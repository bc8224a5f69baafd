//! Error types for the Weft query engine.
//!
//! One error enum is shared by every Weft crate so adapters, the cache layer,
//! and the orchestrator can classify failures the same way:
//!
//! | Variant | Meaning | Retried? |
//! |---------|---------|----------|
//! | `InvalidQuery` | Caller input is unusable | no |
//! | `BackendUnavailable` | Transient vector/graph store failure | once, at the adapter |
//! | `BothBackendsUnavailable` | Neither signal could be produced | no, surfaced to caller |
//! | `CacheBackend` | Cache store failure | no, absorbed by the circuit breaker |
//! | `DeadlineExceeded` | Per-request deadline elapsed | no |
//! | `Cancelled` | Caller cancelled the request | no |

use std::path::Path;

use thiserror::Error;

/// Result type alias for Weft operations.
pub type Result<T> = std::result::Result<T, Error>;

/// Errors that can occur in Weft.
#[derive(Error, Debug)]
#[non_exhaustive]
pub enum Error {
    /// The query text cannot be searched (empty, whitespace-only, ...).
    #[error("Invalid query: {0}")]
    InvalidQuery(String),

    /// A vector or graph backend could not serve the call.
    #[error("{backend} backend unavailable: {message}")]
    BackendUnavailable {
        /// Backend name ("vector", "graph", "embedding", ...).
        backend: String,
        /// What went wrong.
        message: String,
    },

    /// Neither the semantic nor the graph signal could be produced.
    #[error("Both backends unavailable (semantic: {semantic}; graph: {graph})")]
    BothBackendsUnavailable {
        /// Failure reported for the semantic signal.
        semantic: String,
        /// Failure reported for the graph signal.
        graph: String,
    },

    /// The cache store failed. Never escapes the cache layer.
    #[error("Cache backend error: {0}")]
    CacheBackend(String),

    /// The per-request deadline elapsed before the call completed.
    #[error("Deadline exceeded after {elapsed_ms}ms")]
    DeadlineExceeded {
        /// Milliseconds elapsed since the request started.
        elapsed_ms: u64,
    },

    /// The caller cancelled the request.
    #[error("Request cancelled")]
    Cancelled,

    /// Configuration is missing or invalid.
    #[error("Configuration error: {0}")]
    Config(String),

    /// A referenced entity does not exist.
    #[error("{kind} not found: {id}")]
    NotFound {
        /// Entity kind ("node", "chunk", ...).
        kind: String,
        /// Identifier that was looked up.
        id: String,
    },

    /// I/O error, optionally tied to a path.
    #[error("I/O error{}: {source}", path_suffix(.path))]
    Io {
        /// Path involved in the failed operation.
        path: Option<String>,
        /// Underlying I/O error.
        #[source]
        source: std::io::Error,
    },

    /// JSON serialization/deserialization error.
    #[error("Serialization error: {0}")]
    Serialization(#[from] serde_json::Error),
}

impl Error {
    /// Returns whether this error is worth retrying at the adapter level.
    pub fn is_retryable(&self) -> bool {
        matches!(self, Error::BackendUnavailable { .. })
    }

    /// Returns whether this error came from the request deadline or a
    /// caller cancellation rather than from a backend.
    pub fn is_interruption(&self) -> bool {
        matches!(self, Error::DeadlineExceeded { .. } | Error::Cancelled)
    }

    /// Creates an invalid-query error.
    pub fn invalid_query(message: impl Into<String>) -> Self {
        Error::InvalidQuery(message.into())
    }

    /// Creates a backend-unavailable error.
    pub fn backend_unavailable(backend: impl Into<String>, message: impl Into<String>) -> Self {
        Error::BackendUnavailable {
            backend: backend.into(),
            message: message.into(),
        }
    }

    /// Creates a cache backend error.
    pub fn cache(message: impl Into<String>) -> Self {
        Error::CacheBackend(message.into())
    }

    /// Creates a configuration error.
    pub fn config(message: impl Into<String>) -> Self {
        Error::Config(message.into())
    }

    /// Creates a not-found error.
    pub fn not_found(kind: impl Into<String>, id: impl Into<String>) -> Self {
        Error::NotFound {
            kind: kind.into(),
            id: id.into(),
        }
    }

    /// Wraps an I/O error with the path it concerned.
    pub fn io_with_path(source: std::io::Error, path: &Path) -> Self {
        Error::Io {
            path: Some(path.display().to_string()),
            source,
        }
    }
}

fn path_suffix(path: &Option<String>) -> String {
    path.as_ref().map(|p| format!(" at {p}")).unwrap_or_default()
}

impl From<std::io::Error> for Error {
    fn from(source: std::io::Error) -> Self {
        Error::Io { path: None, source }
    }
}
---
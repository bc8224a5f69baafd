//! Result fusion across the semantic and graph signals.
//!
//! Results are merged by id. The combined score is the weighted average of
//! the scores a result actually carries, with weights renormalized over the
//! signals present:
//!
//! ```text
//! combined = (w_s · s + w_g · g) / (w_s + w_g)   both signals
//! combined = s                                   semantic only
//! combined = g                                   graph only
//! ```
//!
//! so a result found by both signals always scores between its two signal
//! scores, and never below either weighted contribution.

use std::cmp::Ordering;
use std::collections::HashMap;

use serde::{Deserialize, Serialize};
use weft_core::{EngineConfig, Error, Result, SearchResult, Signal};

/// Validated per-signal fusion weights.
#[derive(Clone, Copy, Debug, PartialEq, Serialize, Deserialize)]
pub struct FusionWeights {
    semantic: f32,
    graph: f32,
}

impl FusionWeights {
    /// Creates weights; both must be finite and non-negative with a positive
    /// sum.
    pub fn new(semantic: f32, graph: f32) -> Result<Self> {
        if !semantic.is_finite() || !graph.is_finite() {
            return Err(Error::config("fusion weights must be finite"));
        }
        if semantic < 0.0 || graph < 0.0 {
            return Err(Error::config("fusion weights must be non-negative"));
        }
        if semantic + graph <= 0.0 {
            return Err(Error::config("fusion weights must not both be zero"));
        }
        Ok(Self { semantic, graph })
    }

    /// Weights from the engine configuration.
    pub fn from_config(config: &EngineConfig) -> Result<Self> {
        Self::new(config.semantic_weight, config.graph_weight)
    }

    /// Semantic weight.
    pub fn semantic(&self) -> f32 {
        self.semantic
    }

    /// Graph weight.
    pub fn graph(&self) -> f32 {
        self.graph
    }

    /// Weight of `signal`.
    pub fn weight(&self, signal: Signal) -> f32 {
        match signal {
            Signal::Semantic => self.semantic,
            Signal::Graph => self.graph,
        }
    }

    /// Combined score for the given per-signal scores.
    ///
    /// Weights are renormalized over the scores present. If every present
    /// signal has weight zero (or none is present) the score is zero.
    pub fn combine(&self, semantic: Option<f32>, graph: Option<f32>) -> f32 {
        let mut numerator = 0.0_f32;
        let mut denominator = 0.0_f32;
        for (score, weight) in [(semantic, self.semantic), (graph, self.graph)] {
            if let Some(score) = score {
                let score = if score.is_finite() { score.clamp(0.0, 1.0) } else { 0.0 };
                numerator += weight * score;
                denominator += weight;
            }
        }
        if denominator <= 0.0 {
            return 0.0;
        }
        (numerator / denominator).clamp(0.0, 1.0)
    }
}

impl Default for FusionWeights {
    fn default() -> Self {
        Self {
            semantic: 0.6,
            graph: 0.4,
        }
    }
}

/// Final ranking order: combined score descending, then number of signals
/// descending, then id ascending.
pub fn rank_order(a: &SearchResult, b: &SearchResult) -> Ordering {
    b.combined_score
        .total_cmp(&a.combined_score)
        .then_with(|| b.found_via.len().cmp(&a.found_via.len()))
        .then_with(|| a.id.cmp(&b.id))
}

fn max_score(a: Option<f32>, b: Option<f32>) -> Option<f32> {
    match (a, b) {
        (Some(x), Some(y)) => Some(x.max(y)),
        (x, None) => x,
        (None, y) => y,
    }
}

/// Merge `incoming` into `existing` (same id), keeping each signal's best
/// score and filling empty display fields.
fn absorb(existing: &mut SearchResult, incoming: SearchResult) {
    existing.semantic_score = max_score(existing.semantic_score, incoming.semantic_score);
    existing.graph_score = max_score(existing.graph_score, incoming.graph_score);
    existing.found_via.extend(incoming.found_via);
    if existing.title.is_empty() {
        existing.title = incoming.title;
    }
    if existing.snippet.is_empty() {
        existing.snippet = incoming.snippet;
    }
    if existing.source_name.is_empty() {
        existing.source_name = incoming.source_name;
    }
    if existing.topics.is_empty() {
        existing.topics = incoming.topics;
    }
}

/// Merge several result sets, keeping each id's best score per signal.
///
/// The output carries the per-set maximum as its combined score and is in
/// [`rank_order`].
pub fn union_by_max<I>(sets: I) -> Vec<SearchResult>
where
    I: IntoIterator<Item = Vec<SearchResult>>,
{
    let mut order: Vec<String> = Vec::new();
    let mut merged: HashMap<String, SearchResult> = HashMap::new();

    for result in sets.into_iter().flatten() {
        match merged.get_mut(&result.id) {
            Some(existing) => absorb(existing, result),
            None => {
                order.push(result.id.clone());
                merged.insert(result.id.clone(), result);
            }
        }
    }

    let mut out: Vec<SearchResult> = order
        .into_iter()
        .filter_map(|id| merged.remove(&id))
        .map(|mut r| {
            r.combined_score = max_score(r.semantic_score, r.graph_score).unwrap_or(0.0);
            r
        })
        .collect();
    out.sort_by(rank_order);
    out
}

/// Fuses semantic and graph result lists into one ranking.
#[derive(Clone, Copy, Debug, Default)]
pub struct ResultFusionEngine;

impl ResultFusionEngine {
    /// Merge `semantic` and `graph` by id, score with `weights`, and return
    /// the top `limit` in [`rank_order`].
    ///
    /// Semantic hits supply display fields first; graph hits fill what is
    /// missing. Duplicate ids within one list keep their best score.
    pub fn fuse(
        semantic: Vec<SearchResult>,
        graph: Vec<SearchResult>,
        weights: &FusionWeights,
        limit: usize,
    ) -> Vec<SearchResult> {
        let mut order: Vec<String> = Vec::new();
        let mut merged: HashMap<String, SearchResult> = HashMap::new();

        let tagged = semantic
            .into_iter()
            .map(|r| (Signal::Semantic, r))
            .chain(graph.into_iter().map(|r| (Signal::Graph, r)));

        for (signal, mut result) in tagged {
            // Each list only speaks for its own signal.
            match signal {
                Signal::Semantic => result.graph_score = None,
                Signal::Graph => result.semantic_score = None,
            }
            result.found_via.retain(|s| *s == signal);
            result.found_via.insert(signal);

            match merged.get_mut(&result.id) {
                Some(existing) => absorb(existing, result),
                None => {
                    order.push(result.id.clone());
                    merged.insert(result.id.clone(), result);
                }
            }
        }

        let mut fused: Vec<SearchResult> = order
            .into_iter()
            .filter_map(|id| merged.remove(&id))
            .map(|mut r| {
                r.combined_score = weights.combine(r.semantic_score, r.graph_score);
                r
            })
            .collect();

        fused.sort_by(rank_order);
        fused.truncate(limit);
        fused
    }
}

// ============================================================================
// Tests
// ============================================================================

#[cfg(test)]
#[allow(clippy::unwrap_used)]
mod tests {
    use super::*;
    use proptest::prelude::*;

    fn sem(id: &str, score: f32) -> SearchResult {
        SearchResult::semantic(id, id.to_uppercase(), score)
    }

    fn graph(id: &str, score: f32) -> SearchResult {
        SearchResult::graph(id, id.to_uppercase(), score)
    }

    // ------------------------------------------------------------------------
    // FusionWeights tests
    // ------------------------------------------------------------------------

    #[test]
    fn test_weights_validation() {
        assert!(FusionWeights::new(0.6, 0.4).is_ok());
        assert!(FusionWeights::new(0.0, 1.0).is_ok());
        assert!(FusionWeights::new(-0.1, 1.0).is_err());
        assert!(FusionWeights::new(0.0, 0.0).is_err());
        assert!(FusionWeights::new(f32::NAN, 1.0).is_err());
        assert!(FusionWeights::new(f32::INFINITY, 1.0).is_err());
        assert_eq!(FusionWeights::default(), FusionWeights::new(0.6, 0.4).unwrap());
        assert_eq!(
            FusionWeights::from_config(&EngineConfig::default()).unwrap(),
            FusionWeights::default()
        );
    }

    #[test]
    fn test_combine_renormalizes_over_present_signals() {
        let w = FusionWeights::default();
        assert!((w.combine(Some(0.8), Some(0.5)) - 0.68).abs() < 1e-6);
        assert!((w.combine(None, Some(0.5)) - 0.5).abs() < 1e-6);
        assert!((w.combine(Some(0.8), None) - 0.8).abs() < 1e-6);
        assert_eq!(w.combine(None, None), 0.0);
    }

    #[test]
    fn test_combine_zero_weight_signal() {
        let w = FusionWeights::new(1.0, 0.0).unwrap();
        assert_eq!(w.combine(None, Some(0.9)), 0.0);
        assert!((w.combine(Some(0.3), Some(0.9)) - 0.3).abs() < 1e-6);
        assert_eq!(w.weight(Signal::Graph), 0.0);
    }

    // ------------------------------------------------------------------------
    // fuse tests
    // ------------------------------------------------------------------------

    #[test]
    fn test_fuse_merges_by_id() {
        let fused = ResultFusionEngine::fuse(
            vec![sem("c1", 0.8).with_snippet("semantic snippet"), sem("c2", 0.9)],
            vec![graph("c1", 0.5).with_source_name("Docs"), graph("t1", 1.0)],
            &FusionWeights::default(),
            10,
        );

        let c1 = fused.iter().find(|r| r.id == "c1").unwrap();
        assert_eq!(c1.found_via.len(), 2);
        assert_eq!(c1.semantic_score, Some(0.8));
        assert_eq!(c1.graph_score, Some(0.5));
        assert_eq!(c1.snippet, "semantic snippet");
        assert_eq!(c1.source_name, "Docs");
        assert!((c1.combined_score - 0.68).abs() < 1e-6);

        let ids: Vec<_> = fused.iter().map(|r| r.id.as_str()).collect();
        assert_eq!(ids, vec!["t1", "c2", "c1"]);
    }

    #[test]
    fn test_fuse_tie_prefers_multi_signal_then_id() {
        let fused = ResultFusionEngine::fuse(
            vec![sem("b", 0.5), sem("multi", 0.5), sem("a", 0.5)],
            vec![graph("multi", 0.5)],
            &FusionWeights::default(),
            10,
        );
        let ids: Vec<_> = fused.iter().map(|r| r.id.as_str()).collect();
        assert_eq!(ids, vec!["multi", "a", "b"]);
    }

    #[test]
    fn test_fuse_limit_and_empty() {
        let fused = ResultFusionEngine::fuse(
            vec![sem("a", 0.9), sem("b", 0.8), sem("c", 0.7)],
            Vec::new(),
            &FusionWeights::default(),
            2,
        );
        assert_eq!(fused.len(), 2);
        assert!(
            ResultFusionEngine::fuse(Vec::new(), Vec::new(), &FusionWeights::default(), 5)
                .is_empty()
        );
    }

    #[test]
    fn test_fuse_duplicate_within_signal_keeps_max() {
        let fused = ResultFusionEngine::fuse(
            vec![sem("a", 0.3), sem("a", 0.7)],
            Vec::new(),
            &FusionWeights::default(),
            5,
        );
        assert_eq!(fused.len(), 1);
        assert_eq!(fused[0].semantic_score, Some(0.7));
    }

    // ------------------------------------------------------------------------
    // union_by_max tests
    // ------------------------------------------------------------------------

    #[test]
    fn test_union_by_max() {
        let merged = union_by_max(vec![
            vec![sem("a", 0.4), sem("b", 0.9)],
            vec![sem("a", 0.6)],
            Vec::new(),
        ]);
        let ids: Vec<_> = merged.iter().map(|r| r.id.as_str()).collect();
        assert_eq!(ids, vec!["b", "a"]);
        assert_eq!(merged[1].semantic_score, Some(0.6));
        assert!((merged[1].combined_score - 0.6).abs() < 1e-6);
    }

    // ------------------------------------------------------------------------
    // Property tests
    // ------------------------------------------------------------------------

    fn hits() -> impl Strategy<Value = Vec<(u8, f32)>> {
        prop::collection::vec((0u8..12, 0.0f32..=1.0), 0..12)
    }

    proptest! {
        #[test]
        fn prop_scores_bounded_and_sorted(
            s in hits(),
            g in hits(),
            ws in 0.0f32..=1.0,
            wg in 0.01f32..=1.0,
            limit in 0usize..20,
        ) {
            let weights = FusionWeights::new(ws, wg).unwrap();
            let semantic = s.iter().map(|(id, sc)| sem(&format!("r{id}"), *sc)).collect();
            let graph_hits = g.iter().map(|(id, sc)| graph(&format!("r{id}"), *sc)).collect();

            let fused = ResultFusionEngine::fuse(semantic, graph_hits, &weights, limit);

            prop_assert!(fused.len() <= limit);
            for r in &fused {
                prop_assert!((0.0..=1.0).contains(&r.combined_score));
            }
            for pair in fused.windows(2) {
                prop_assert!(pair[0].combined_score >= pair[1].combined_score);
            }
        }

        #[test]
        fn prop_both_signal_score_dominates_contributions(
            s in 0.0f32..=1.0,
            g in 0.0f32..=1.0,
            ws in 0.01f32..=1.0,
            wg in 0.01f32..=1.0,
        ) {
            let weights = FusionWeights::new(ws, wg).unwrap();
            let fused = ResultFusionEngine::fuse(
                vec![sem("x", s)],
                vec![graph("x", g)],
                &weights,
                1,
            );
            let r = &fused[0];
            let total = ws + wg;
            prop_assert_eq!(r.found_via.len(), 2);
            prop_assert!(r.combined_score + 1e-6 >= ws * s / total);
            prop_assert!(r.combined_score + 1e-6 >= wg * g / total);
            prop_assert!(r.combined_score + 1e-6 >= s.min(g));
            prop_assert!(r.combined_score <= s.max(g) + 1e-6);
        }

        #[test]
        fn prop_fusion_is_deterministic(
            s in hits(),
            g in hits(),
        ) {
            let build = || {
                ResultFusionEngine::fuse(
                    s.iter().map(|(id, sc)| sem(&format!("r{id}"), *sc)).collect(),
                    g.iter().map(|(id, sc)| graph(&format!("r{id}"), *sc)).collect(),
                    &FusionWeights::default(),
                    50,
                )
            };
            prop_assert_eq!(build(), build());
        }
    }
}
* * *
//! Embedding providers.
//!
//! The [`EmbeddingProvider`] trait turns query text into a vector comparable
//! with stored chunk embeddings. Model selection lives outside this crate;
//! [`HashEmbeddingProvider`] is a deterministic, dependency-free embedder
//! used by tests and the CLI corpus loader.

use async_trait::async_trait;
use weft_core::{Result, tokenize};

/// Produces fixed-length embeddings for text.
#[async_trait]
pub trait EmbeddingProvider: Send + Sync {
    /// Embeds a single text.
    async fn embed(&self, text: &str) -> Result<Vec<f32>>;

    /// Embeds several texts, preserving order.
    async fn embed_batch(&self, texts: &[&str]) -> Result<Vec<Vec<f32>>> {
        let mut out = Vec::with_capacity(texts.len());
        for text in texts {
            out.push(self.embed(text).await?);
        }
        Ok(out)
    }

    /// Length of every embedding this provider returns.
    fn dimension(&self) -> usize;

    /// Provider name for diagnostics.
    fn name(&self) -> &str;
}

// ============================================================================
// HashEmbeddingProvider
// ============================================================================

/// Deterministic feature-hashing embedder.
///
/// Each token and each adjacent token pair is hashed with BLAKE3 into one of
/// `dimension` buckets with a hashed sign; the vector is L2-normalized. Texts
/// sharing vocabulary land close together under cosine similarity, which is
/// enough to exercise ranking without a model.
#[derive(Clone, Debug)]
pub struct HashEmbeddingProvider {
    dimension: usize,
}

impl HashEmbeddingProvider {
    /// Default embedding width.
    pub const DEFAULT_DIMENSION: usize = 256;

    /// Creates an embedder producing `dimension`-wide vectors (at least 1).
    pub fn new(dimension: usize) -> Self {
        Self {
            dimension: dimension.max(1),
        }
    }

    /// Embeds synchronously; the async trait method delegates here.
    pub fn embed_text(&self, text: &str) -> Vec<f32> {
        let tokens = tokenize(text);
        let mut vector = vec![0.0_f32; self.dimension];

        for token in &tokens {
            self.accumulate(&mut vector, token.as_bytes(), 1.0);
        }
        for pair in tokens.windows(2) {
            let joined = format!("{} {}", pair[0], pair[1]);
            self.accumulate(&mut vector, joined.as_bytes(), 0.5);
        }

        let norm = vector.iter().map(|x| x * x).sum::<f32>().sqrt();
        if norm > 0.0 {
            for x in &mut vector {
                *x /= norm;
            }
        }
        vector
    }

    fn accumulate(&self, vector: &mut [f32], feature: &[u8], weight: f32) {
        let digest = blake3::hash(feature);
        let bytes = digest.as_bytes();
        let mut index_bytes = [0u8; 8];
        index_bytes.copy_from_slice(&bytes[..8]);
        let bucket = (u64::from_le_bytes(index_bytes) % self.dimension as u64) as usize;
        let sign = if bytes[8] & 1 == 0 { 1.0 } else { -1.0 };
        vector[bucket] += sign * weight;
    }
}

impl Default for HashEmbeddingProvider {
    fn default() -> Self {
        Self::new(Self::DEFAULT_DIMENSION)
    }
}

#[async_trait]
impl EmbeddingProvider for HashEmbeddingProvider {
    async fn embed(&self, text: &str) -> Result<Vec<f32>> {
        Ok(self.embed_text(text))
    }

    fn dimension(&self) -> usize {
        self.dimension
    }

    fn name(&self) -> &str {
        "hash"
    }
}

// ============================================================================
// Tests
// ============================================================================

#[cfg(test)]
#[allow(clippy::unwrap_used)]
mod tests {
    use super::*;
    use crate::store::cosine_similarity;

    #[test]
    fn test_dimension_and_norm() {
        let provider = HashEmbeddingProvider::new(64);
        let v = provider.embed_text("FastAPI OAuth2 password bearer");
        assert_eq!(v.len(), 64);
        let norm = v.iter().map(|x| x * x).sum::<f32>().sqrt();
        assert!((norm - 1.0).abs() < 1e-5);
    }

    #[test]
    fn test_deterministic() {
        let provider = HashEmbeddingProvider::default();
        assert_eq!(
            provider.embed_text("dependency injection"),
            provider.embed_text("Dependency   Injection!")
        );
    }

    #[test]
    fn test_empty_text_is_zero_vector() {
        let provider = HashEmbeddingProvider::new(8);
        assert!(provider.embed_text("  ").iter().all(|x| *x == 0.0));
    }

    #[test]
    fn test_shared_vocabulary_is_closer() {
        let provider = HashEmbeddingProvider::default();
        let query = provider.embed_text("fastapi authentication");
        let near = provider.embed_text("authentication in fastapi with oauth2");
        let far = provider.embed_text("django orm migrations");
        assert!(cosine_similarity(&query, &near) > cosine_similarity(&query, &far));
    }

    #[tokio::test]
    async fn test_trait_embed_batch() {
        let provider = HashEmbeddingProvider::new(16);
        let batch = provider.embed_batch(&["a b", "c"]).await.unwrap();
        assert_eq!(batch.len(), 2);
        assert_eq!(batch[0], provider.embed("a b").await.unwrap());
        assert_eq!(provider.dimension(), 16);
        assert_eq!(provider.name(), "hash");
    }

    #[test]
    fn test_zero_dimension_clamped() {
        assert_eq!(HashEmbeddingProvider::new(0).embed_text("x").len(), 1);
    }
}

[TASK DIRECTIONS]
Count every line of the listing holding the string "Neither". Reply with the total alone.

[FINAL ANSWER]
2